Сегодня редко можно встретить кого-то из поколения первых людей, заразившихся в то время ВИЧ, кто мог бы рассказать о прошлом. «Мне повезло», — с долей иронии возражает этот чуткий и разговорчивый мужчина. Когда в 1988 году он присоединился к клиническому исследованию, в ходе которого зидовудин тестировался у пациентов на довольно ранней стадии, его количество CD4 составляло 460 клеток на микролитр крови.

«На 500 [клетках] — все нормально, на 200 — мы попадаем в опасную зону, на 100 у нас проблемы, а на 50 мы подхватываем все оппортунистические заболевания», — резюмирует он.

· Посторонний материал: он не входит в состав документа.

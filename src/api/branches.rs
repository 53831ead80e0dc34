use axum::{debug_handler, extract::State, http::StatusCode, Extension, Json};
use schemars::JsonSchema;
use serde::{Deserialize, Serialize};

use crate::api::errors::{ApiResult, AppError};
use crate::api::extract::{ApiJson, ApiQuery};
use crate::api::middleware::AuthenticatedUser;
use crate::api::state::AppState;
use crate::database::models::{
    BranchResponse, BranchTreeResponse, ChatIdQuery, CreateBranchRequest, SetActiveBranchQuery,
};
use crate::services::{ensure_owner, ActiveBranchUpdate};

#[derive(Debug, Serialize, Deserialize, JsonSchema)]
pub struct MessageResponse {
    pub message: String,
}

/// Fork a new chat from one answer of a chat the caller owns
#[debug_handler]
pub async fn create_branch(
    State(state): State<AppState>,
    Extension(auth_user): Extension<AuthenticatedUser>,
    ApiJson(request): ApiJson<CreateBranchRequest>,
) -> ApiResult<Json<BranchResponse>> {
    let parent = state.chats.get_chat(request.chat_id).await?;
    ensure_owner(
        &parent,
        auth_user.user_id,
        "create branches from this chat",
    )?;

    let created = state
        .branches
        .create_branch(
            request.chat_id,
            &request.response_id,
            auth_user.user_id,
            request.name,
        )
        .await?;

    Ok((
        StatusCode::OK,
        Json(BranchResponse {
            id: created.chat.id,
            name: created.chat.name,
            parent_chat_id: created.parent_chat_id,
            parent_response_id: created.parent_response_id,
            created_at: created.created_at,
        }),
    ))
}

#[debug_handler]
pub async fn get_branches(
    State(state): State<AppState>,
    Extension(auth_user): Extension<AuthenticatedUser>,
    ApiQuery(query): ApiQuery<ChatIdQuery>,
) -> ApiResult<Json<Vec<BranchResponse>>> {
    let chat = state.chats.get_chat(query.chat_id).await?;
    ensure_owner(&chat, auth_user.user_id, "view branches for this chat")?;

    let branches: Vec<BranchResponse> = state
        .branches
        .get_branches(query.chat_id)
        .await?
        .iter()
        .map(|branch| BranchResponse::from_listing(branch, query.chat_id))
        .collect();

    Ok((StatusCode::OK, Json(branches)))
}

#[debug_handler]
pub async fn get_branch_tree(
    State(state): State<AppState>,
    Extension(auth_user): Extension<AuthenticatedUser>,
    ApiQuery(query): ApiQuery<ChatIdQuery>,
) -> ApiResult<Json<BranchTreeResponse>> {
    let chat = state.chats.get_chat(query.chat_id).await?;
    ensure_owner(&chat, auth_user.user_id, "view branch tree for this chat")?;

    let tree = state.branches.build_branch_tree(query.chat_id).await?;
    Ok((
        StatusCode::OK,
        Json(BranchTreeResponse {
            root_id: query.chat_id,
            tree,
        }),
    ))
}

#[debug_handler]
pub async fn set_active_branch(
    State(state): State<AppState>,
    Extension(auth_user): Extension<AuthenticatedUser>,
    ApiQuery(query): ApiQuery<SetActiveBranchQuery>,
) -> ApiResult<Json<MessageResponse>> {
    let chat = state.chats.get_chat(query.chat_id).await?;
    ensure_owner(&chat, auth_user.user_id, "modify this chat")?;

    match state
        .branches
        .set_active_branch(query.chat_id, query.branch_id)
        .await?
    {
        ActiveBranchUpdate::Updated => Ok((
            StatusCode::OK,
            Json(MessageResponse {
                message: "Branch activated successfully".to_string(),
            }),
        )),
        // Published contract reports a no-op write as not found
        ActiveBranchUpdate::Unchanged => Err(AppError::not_found("No branch found").into()),
    }
}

Его показатели не опустятся до отметки в 200 клеток вплоть до 1996 года, когда он прекратит прием антиретровирусных препаратов на два года, истощенный последовательными курсами лечения гепатита С, преследовавшего его с детства до 2014 года. От ВИЧ и гепатита ему останется легочная артериальная гипертензия, которая напоминает о себе всякий раз, когда он поднимается по лестнице, и к великом сожалению, «мешает ему танцевать».

Вирусная нагрузка в его теле теперь не определяется. Победа после стольких лет ожиданий.

«У меня не было страха смерти, но 2000 год меня преследовал. Я сказал себе, что никогда не доживу до него. Когда мне было 50, в 2004 году, трудно было это осознать. Я был знаком с тройной терапией с ритонавиром, который вызывал диарею, криксиваном [индинавир], от которого выпадали волосы, с почечной коликой и зидовудином, который был не очень хорош для клеток … Всё изменилось всего за 10 лет. Тот, кто узнает о своем диагнозе ВИЧ, будет жить полноценно на одной или двух таблетках в день».

Несмотря на это, активист по-прежнему отмечает те же табу, то же умалчивание: «Кажется, СПИДа не существует, это что-то из прошлого. Я не могу сказать, хорошие это новости или плохие». Несмотря на то, что он был активным участником в демократизации постконтактной профилактике ВИЧ (ПКП), PrEP [доконтактная профилактика ВИЧ] стала частью медицинской практики, что по мнение активиста «очень хорошо». Эти препараты обеспечивают защиту от возможного заражения в случае незащищенного полового акта.

«У меня больше никогда не было настоящих романтических отношений»

Его интимная жизнь почти оборвалась в 80-е годы.

«У меня больше никогда не было настоящих романтических отношений. ВИЧ — это огромная нарциссическая рана. Я больше не мог заниматься сексом, у меня было впечатление, что мой пенис стал оружием», — выпалил он. Редкие приключения, сдерживаемые телом, избитым наркотиками, так и не реализовали ту его часть, от которой пришлось отказаться в самые тяжелые годы борьбы со СПИДом: «Я не невредим. Это невероятная травма. Я не могу заглядывать в будущее. Я жив, но часть меня мертва».

Максим Журньяк допускает «экзистенциальные вопросы», говорит, что «живет очень одинокой жизнью», но на словах признает, что «неуклюже ищет плечо, на которое можно приклонить голову». И наконец обрести немного тепла после четырех десятилетий тяжелейшего насилия.